The AIDS Committee of Toronto is toughening its warnings about the possible link between crystal methamphetamine use and HIV infection risk after the agency and other health officials in the city have come under fire for allegedly dragging their feet on the issue, the Toronto Star reports. Toronto health experts have said they don't yet have enough evidence to conclusively show that meth use boosts HIV infection risks through increased risky sexual behavior. U.S. AIDS experts have leveled heavy criticism at their Canadian counterparts, saying U.S. studies prove such a link, with some even suggesting Canadian officials have their "heads in the sand."

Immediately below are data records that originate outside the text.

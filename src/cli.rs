//! CLI argument parsing

use clap::{Parser, Subcommand, ValueEnum};
use std::path::PathBuf;

/// Parse a string as a hex or decimal u32
fn parse_hex_u32(s: &str) -> Result<u32, String> {
    if let Some(hex) = s.strip_prefix("0x").or_else(|| s.strip_prefix("0X")) {
        u32::from_str_radix(&hex.replace('_', ""), 16)
            .map_err(|e| format!("Invalid hex value: {}", e))
    } else {
        s.parse::<u32>().map_err(|e| format!("Invalid number: {}", e))
    }
}

#[derive(Parser)]
#[command(name = "ftfx")]
#[command(author, version, about = "FTFx flash word programmer", long_about = None)]
pub struct Cli {
    /// Verbosity level (-v, -vv)
    #[arg(short, long, action = clap::ArgAction::Count, global = true)]
    pub verbose: u8,

    /// Board configuration file (TOML). Defaults to the FRDM-KL25Z
    #[arg(short, long, global = true)]
    pub config: Option<PathBuf>,

    #[command(subcommand)]
    pub command: Commands,
}

/// Controller fault to leave pending before programming
#[derive(Clone, Copy, Debug, PartialEq, Eq, ValueEnum)]
pub enum Fault {
    /// Access error (FSTAT[ACCERR])
    Accerr,
    /// Protection violation (FSTAT[FPVIOL])
    Fpviol,
}

#[derive(Subcommand)]
pub enum Commands {
    /// Program one 32-bit word into simulated P-Flash
    Program {
        /// Target address (hex or decimal)
        #[arg(short, long, value_parser = parse_hex_u32)]
        address: u32,

        /// Word to program (hex or decimal)
        #[arg(short, long, value_parser = parse_hex_u32)]
        data: u32,

        /// Wait for the command to finish and report its faults
        #[arg(short, long)]
        wait: bool,

        /// Give up waiting for the controller after this many microseconds
        #[arg(long)]
        timeout_us: Option<u32>,

        /// FSTAT polls the controller stays busy after each launch
        #[arg(long, default_value_t = 0)]
        busy_cycles: u32,

        /// Leave a fault pending from an earlier command
        #[arg(long, value_enum)]
        inject: Option<Fault>,

        /// Controller never reports command complete
        #[arg(long)]
        wedged: bool,

        /// Protect a P-Flash region (0-31, repeatable)
        #[arg(long, value_name = "REGION")]
        protect: Vec<u32>,
    },

    /// Show the controller register map
    Regs,

    /// Show the effective board configuration
    Info,
}
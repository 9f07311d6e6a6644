//! Register map listing

use ftfx_core::regs::{is_command_object, REGISTER_MAP};

/// Print the controller register map
pub fn list_registers(controller_base: u32) {
    println!("FTFx registers at 0x{:08X}:", controller_base);
    println!();
    println!("{:<8} {:>6} {:>12}  {}", "Name", "Offset", "Address", "Purpose");
    println!("{}", "-".repeat(72));

    for &(name, offset, purpose) in REGISTER_MAP {
        let marker = if is_command_object(offset) { "*" } else { " " };
        println!(
            "{:<8} {:>6} {:>12} {}{}",
            name,
            format!("0x{:02X}", offset),
            format!("0x{:08X}", controller_base as usize + offset),
            marker,
            purpose
        );
    }

    println!();
    println!("* command object (FCCOB)");
}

ACT has updated its Web site to include a warning that "crystal meth use increases sexual risk-taking among gay and bisexual men." The Web site also now says that some studies have shown that the physiological effects of meth on the body may also boost HIV infection risks.

ACT spokesman Tyler Stiem told the Star his agency has never denied that there may be a link between meth use and HIV infection risks, saying that ACT instead was moving cautiously until more definitive data was available. "We've been trying very diligently to say that if there's a connection, it hasn't been fully fleshed out in studies," he told the Star.

Shaun Proulx, a member of Toronto's newly formed crystal meth task force, welcomes ACT's decision to put crystal meth warnings on its Web site. "In Toronto, there has been a problem for a while, and people look to ACT for a response as a leader in the community," he told the Star.